▶ THE PROBLEM:
Take each line from the material below that includes the string "InboundPayload" and copy it.

○ ○ ○ ○ ○ ○ ○

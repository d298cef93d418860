// HTTP history source implementation
use crate::application::history_source::HistorySource;
use crate::application::usage_deriver::{DoorEvent, door_events};
use crate::domain::telemetry::RawSeriesSet;
use crate::error::{DecodeError, HistoryError};
use async_trait::async_trait;
use serde::Deserialize;
use std::collections::BTreeMap;

/// Items inside one group of a history document, keyed by id or listed.
#[derive(Debug, Deserialize)]
#[serde(untagged)]
enum HistoryGroup {
    Keyed(BTreeMap<String, RawSeriesSet>),
    Listed(Vec<RawSeriesSet>),
}

impl HistoryGroup {
    fn into_items(self) -> Vec<RawSeriesSet> {
        match self {
            HistoryGroup::Keyed(items) => items.into_values().collect(),
            HistoryGroup::Listed(items) => items,
        }
    }
}

/// Every item of a `{group: {id: {channel: [[ts, value], ...]}}}` document.
pub fn parse_history_items(body: &str) -> Result<Vec<RawSeriesSet>, DecodeError> {
    let document: BTreeMap<String, HistoryGroup> = serde_json::from_str(body)?;
    Ok(document
        .into_values()
        .flat_map(HistoryGroup::into_items)
        .collect())
}

/// A chart endpoint carries one item; when several arrive the last one wins.
pub fn parse_history_document(body: &str) -> Result<RawSeriesSet, DecodeError> {
    Ok(parse_history_items(body)?.pop().unwrap_or_default())
}

#[derive(Debug, Clone)]
pub struct HttpHistorySource {
    client: reqwest::Client,
    base_url: String,
}

impl HttpHistorySource {
    pub fn new(base_url: String) -> Self {
        Self {
            client: reqwest::Client::new(),
            base_url: base_url.trim_end_matches('/').to_string(),
        }
    }

    async fn get_text(&self, url: &str) -> Result<String, HistoryError> {
        let response = self
            .client
            .get(url)
            .header("Accept", "application/json")
            .send()
            .await?;

        if !response.status().is_success() {
            let status = response.status().as_u16();
            let body = response.text().await.unwrap_or_default();
            return Err(HistoryError::Status { status, body });
        }

        Ok(response.text().await?)
    }

    /// Open/close history of all doors, oldest first
    pub async fn fetch_door_events(&self) -> Result<Vec<DoorEvent>, HistoryError> {
        let body = self.get_text(&format!("{}/doors", self.base_url)).await?;
        let doors = parse_history_items(&body)?;
        tracing::debug!("Loaded history for {} doors", doors.len());
        Ok(door_events(&doors))
    }
}

#[async_trait]
impl HistorySource for HttpHistorySource {
    async fn fetch(&self, source_url: &str) -> Result<RawSeriesSet, HistoryError> {
        let body = self.get_text(source_url).await?;
        Ok(parse_history_document(&body)?)
    }
}
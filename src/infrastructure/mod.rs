// Infrastructure layer - External dependencies and adapters
pub mod config;
pub mod http_history;
pub mod websocket;
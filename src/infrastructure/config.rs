use crate::application::connection_manager::ConnectionSettings;
use crate::application::history_cache::CacheSettings;
use crate::domain::telemetry::ChartKind;
use serde::Deserialize;
use std::time::Duration;

#[derive(Debug, Deserialize, Clone, Default)]
pub struct DashboardConfig {
    #[serde(default)]
    pub connection: ConnectionConfig,
    #[serde(default)]
    pub history: HistoryConfig,
}

#[derive(Debug, Deserialize, Clone)]
pub struct ConnectionConfig {
    #[serde(default = "default_live_url")]
    pub url: String,
    #[serde(default = "default_reconnect_delay_secs")]
    pub reconnect_delay_secs: u64,
    #[serde(default = "default_liveness_timeout_secs")]
    pub liveness_timeout_secs: u64,
}

#[derive(Debug, Deserialize, Clone)]
pub struct HistoryConfig {
    #[serde(default = "default_history_url")]
    pub base_url: String,
    #[serde(default = "default_freshness_secs")]
    pub freshness_secs: u64,
    #[serde(default = "default_refresh_interval_secs")]
    pub refresh_interval_secs: u64,
    #[serde(default)]
    pub charts: Vec<ChartConfig>,
}

#[derive(Debug, Deserialize, Clone)]
pub struct ChartConfig {
    pub id: String,
    pub kind: ChartKind,
    /// Relative to `history.base_url`, e.g. `switches/pump`.
    pub path: String,
}

fn default_live_url() -> String {
    "ws://127.0.0.1:8090/live".to_string()
}

fn default_history_url() -> String {
    "http://127.0.0.1:8090/api/history".to_string()
}

fn default_reconnect_delay_secs() -> u64 {
    10
}

fn default_liveness_timeout_secs() -> u64 {
    120
}

fn default_freshness_secs() -> u64 {
    300
}

fn default_refresh_interval_secs() -> u64 {
    60
}

impl Default for ConnectionConfig {
    fn default() -> Self {
        Self {
            url: default_live_url(),
            reconnect_delay_secs: default_reconnect_delay_secs(),
            liveness_timeout_secs: default_liveness_timeout_secs(),
        }
    }
}

impl Default for HistoryConfig {
    fn default() -> Self {
        Self {
            base_url: default_history_url(),
            freshness_secs: default_freshness_secs(),
            refresh_interval_secs: default_refresh_interval_secs(),
            charts: Vec::new(),
        }
    }
}

impl From<&ConnectionConfig> for ConnectionSettings {
    fn from(config: &ConnectionConfig) -> Self {
        Self {
            reconnect_delay: Duration::from_secs(config.reconnect_delay_secs),
            liveness_timeout: Duration::from_secs(config.liveness_timeout_secs),
        }
    }
}

impl HistoryConfig {
    pub fn cache_settings(&self) -> CacheSettings {
        CacheSettings {
            freshness: Duration::from_secs(self.freshness_secs),
            refresh_interval: Duration::from_secs(self.refresh_interval_secs),
        }
    }
}

impl ChartConfig {
    pub fn source_url(&self, base_url: &str) -> String {
        source_url(base_url, &self.path)
    }
}

/// Join `path` onto `base_url`, percent-encoding each segment
pub fn source_url(base_url: &str, path: &str) -> String {
    let segments: Vec<String> = path
        .split('/')
        .filter(|segment| !segment.is_empty())
        .map(|segment| urlencoding::encode(segment).into_owned())
        .collect();
    format!("{}/{}", base_url.trim_end_matches('/'), segments.join("/"))
}

/// `config/dashboard.*` when present, overridden by `DASHBOARD__*` variables
pub fn load_dashboard_config() -> anyhow::Result<DashboardConfig> {
    let settings = config::Config::builder()
        .add_source(config::File::with_name("config/dashboard").required(false))
        .add_source(
            config::Environment::with_prefix("DASHBOARD")
                .prefix_separator("__")
                .separator("__")
                .try_parsing(true),
        )
        .build()?;

    Ok(settings.try_deserialize()?)
}
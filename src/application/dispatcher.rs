// Message dispatcher - Routes live channel frames to typed handlers
use crate::domain::messages::{Envelope, INBOUND_TYPES, InboundPayload};
use crate::error::{DecodeError, RegistrationError};
use serde_json::Value;
use std::collections::HashMap;

type Handler = Box<dyn Fn(Value) -> Result<(), DecodeError> + Send + Sync>;

/// Outcome of dispatching a single frame.
#[derive(Debug, Clone, PartialEq, Eq)]
pub enum Dispatch {
    Handled(&'static str),
    /// Unrecognised or unsubscribed type tag. Never an error.
    Ignored(String),
}

#[derive(Default)]
pub struct MessageDispatcher {
    handlers: HashMap<&'static str, Handler>,
}

impl MessageDispatcher {
    pub fn new() -> Self {
        Self::default()
    }

    /// Subscribe `handler` to the payload type `M`. Each type tag takes
    /// exactly one handler.
    pub fn register<M, F>(&mut self, handler: F) -> Result<(), RegistrationError>
    where
        M: InboundPayload,
        F: Fn(M) + Send + Sync + 'static,
    {
        if !INBOUND_TYPES.contains(&M::TYPE) {
            return Err(RegistrationError::NotInbound(M::TYPE));
        }
        if self.handlers.contains_key(M::TYPE) {
            return Err(RegistrationError::Duplicate(M::TYPE));
        }

        let boxed: Handler = Box::new(move |data| {
            let payload = serde_json::from_value::<M>(data).map_err(|source| {
                DecodeError::Payload {
                    message_type: M::TYPE,
                    source,
                }
            })?;
            handler(payload);
            Ok(())
        });
        self.handlers.insert(M::TYPE, boxed);
        Ok(())
    }

    pub fn is_registered(&self, message_type: &str) -> bool {
        self.handlers.contains_key(message_type)
    }

    /// Decode a text frame and hand its payload to the matching handler.
    pub fn dispatch(&self, frame: &str) -> Result<Dispatch, DecodeError> {
        let envelope: Envelope = serde_json::from_str(frame)?;

        match self.handlers.get_key_value(envelope.message_type.as_str()) {
            Some((&message_type, handler)) => {
                handler(envelope.data)?;
                Ok(Dispatch::Handled(message_type))
            }
            None => Ok(Dispatch::Ignored(envelope.message_type)),
        }
    }
}

#[cfg(test)]
mod tests {
    use super::*;
    use crate::domain::messages::{DoorIndicator, Uptime};
    use serde::Deserialize;
    use std::sync::{Arc, Mutex};

    #[test]
    fn test_dispatches_typed_payload() {
        let seen = Arc::new(Mutex::new(Vec::new()));
        let sink = seen.clone();

        let mut dispatcher = MessageDispatcher::new();
        dispatcher
            .register(move |door: DoorIndicator| sink.lock().unwrap().push(door))
            .unwrap();

        let outcome = dispatcher
            .dispatch(r#"{"type": "door_indicator", "data": "open"}"#)
            .unwrap();

        assert_eq!(outcome, Dispatch::Handled("door_indicator"));
        assert_eq!(*seen.lock().unwrap(), vec![DoorIndicator::Open]);
    }

    #[test]
    fn test_unknown_types_are_ignored() {
        let dispatcher = MessageDispatcher::new();
        let outcome = dispatcher
            .dispatch(r#"{"type": "firmware_update", "data": {"version": 4}}"#)
            .unwrap();
        assert_eq!(outcome, Dispatch::Ignored("firmware_update".to_string()));
    }

    #[test]
    fn test_malformed_frames_are_decode_errors() {
        let mut dispatcher = MessageDispatcher::new();
        dispatcher.register(|_: Uptime| {}).unwrap();

        assert!(matches!(dispatcher.dispatch("not json"), Err(DecodeError::Json(_))));
        assert!(matches!(
            dispatcher.dispatch(r#"{"type": "uptime", "data": {"uptime": "soon"}}"#),
            Err(DecodeError::Payload { message_type: "uptime", .. })
        ));
    }

    #[test]
    fn test_registration_is_validated() {
        #[derive(Deserialize)]
        struct Announce;
        impl InboundPayload for Announce {
            const TYPE: &'static str = "client_init";
        }

        let mut dispatcher = MessageDispatcher::new();
        dispatcher.register(|_: Uptime| {}).unwrap();

        assert_eq!(
            dispatcher.register(|_: Uptime| {}),
            Err(RegistrationError::Duplicate("uptime"))
        );
        assert_eq!(
            dispatcher.register(|_: Announce| {}),
            Err(RegistrationError::NotInbound("client_init"))
        );
        assert!(dispatcher.is_registered("uptime"));
        assert!(!dispatcher.is_registered("client_init"));
    }
}
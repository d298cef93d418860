// History source trait for chart data access
use crate::domain::telemetry::RawSeriesSet;
use crate::error::HistoryError;
use async_trait::async_trait;

#[async_trait]
pub trait HistorySource: Send + Sync {
    /// Fetch the raw history document behind `source_url`
    async fn fetch(&self, source_url: &str) -> Result<RawSeriesSet, HistoryError>;
}
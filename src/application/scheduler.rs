// Cancellable one-shot timers
use std::future::Future;
use std::time::Duration;
use tokio::task::JoinHandle;

/// A task that runs once after a delay.
///
/// Cancelling (or dropping) the handle before the delay elapses prevents the
/// task from firing. Once fired, the task runs detached, so rescheduling from
/// inside the task itself cannot abort it halfway.
#[derive(Debug)]
pub struct ScheduledTask {
    handle: Option<JoinHandle<()>>,
}

impl ScheduledTask {
    pub fn after<F>(delay: Duration, task: F) -> Self
    where
        F: Future<Output = ()> + Send + 'static,
    {
        let handle = tokio::spawn(async move {
            tokio::time::sleep(delay).await;
            tokio::spawn(task);
        });
        Self {
            handle: Some(handle),
        }
    }

    pub fn cancel(mut self) {
        self.abort();
    }

    pub fn is_pending(&self) -> bool {
        self.handle.as_ref().is_some_and(|handle| !handle.is_finished())
    }

    fn abort(&mut self) {
        if let Some(handle) = self.handle.take() {
            handle.abort();
        }
    }
}

impl Drop for ScheduledTask {
    fn drop(&mut self) {
        self.abort();
    }
}
// Telemetry data domain models
use crate::error::DecodeError;
use serde::Deserialize;
use serde_json::Value;
use std::collections::BTreeMap;

pub const STATE: &str = "state";
pub const POWER_WATTAGE: &str = "power_wattage";
pub const WATER_FLOW: &str = "water_flow";

/// Timestamps below this are epoch-seconds rather than epoch-milliseconds.
const SECONDS_CUTOFF: u64 = 100_000_000_000;

/// Largest raw timestamp magnitude accepted from a history document.
const MAX_RAW_TIMESTAMP: f64 = 1e15;

pub fn normalize_timestamp(timestamp: i64) -> i64 {
    if timestamp.unsigned_abs() < SECONDS_CUTOFF {
        timestamp * 1000
    } else {
        timestamp
    }
}

/// One `[timestamp, value]` pair, timestamp in epoch-milliseconds.
#[derive(Debug, Clone, Copy, PartialEq, Deserialize)]
#[serde(try_from = "(f64, Value)")]
pub struct Sample {
    pub time_ms: i64,
    pub value: f64,
}

impl Sample {
    pub fn new(time_ms: i64, value: f64) -> Self {
        Self { time_ms, value }
    }
}

impl TryFrom<(f64, Value)> for Sample {
    type Error = DecodeError;

    fn try_from((timestamp, value): (f64, Value)) -> Result<Self, Self::Error> {
        if !timestamp.is_finite() || timestamp.abs() > MAX_RAW_TIMESTAMP {
            return Err(DecodeError::Timestamp(timestamp));
        }
        Ok(Self::new(
            normalize_timestamp(timestamp.round() as i64),
            sample_value(&value)?,
        ))
    }
}

/// Map a raw reading onto a number. Door and switch states arrive as words or
/// booleans; inactive states are 0 and any other word is 1.
fn sample_value(value: &Value) -> Result<f64, DecodeError> {
    match value {
        Value::Null => Ok(0.0),
        Value::Bool(on) => Ok(if *on { 1.0 } else { 0.0 }),
        Value::Number(n) => n
            .as_f64()
            .ok_or_else(|| DecodeError::SampleValue(n.to_string())),
        Value::String(s) => match s.as_str() {
            "closed" | "off" | "false" | "" => Ok(0.0),
            word => Ok(word.parse::<f64>().unwrap_or(1.0)),
        },
        other => Err(DecodeError::SampleValue(other.to_string())),
    }
}

/// Raw history of one chart: channel name to samples in ascending time order.
#[derive(Debug, Clone, Default, PartialEq, Deserialize)]
#[serde(transparent)]
pub struct RawSeriesSet {
    channels: BTreeMap<String, Vec<Sample>>,
}

impl RawSeriesSet {
    pub fn new() -> Self {
        Self::default()
    }

    pub fn with_channel(mut self, name: &str, samples: Vec<Sample>) -> Self {
        self.channels.insert(name.to_string(), samples);
        self
    }

    /// Absent channels read as empty.
    pub fn channel(&self, name: &str) -> &[Sample] {
        self.channels.get(name).map(Vec::as_slice).unwrap_or(&[])
    }

    pub fn is_empty(&self) -> bool {
        self.channels.values().all(Vec::is_empty)
    }
}

#[derive(Debug, Clone, Copy, Default, PartialEq)]
pub struct UsageTotals {
    /// kWh-equivalent for switches.
    pub total_power_usage: f64,
    /// Litres for switches.
    pub total_water_usage: f64,
    /// Seconds a door spent open.
    pub open_duration: f64,
}

/// Chart-ready series plus the usage accumulated while building them.
#[derive(Debug, Clone, Default, PartialEq)]
pub struct DerivedSeriesSet {
    pub channels: BTreeMap<String, Vec<Sample>>,
    pub totals: UsageTotals,
}

impl DerivedSeriesSet {
    /// Charts without usage semantics are plotted as delivered.
    pub fn passthrough(raw: RawSeriesSet) -> Self {
        Self {
            channels: raw.channels,
            totals: UsageTotals::default(),
        }
    }

    pub fn channel(&self, name: &str) -> &[Sample] {
        self.channels.get(name).map(Vec::as_slice).unwrap_or(&[])
    }
}

#[derive(Debug, Clone, Copy, PartialEq, Eq, Hash)]
pub enum UsageKind {
    Door,
    Switch,
}

impl UsageKind {
    pub fn channels(self) -> &'static [&'static str] {
        match self {
            UsageKind::Door => &[STATE],
            UsageKind::Switch => &[STATE, POWER_WATTAGE, WATER_FLOW],
        }
    }
}

#[derive(Debug, Clone, PartialEq, Eq, Hash, Deserialize)]
#[serde(from = "String")]
pub enum ChartKind {
    Door,
    Switch,
    /// Temperature, humidity, weather and friends.
    Passthrough(String),
}

impl ChartKind {
    pub fn usage_kind(&self) -> Option<UsageKind> {
        match self {
            ChartKind::Door => Some(UsageKind::Door),
            ChartKind::Switch => Some(UsageKind::Switch),
            ChartKind::Passthrough(_) => None,
        }
    }

    pub fn as_str(&self) -> &str {
        match self {
            ChartKind::Door => "door",
            ChartKind::Switch => "switch",
            ChartKind::Passthrough(label) => label,
        }
    }
}

impl From<String> for ChartKind {
    fn from(kind: String) -> Self {
        match kind.as_str() {
            "door" => ChartKind::Door,
            "switch" => ChartKind::Switch,
            _ => ChartKind::Passthrough(kind),
        }
    }
}

impl From<&str> for ChartKind {
    fn from(kind: &str) -> Self {
        ChartKind::from(kind.to_string())
    }
}

#[derive(Debug, Clone, Copy, PartialEq, Eq)]
pub enum HistoryPeriod {
    Day,
    Week,
    Month,
    Year,
}

impl HistoryPeriod {
    pub fn as_segment(self) -> &'static str {
        match self {
            HistoryPeriod::Day => "day",
            HistoryPeriod::Week => "week",
            HistoryPeriod::Month => "month",
            HistoryPeriod::Year => "year",
        }
    }
}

○ ○ ○ ○ ○ ○ ○

▶ EXERCISE OUTPUT:
use crate::domain::messages::{Envelope, INBOUND_TYPES, InboundPayload};
        M: InboundPayload,
        impl InboundPayload for Announce {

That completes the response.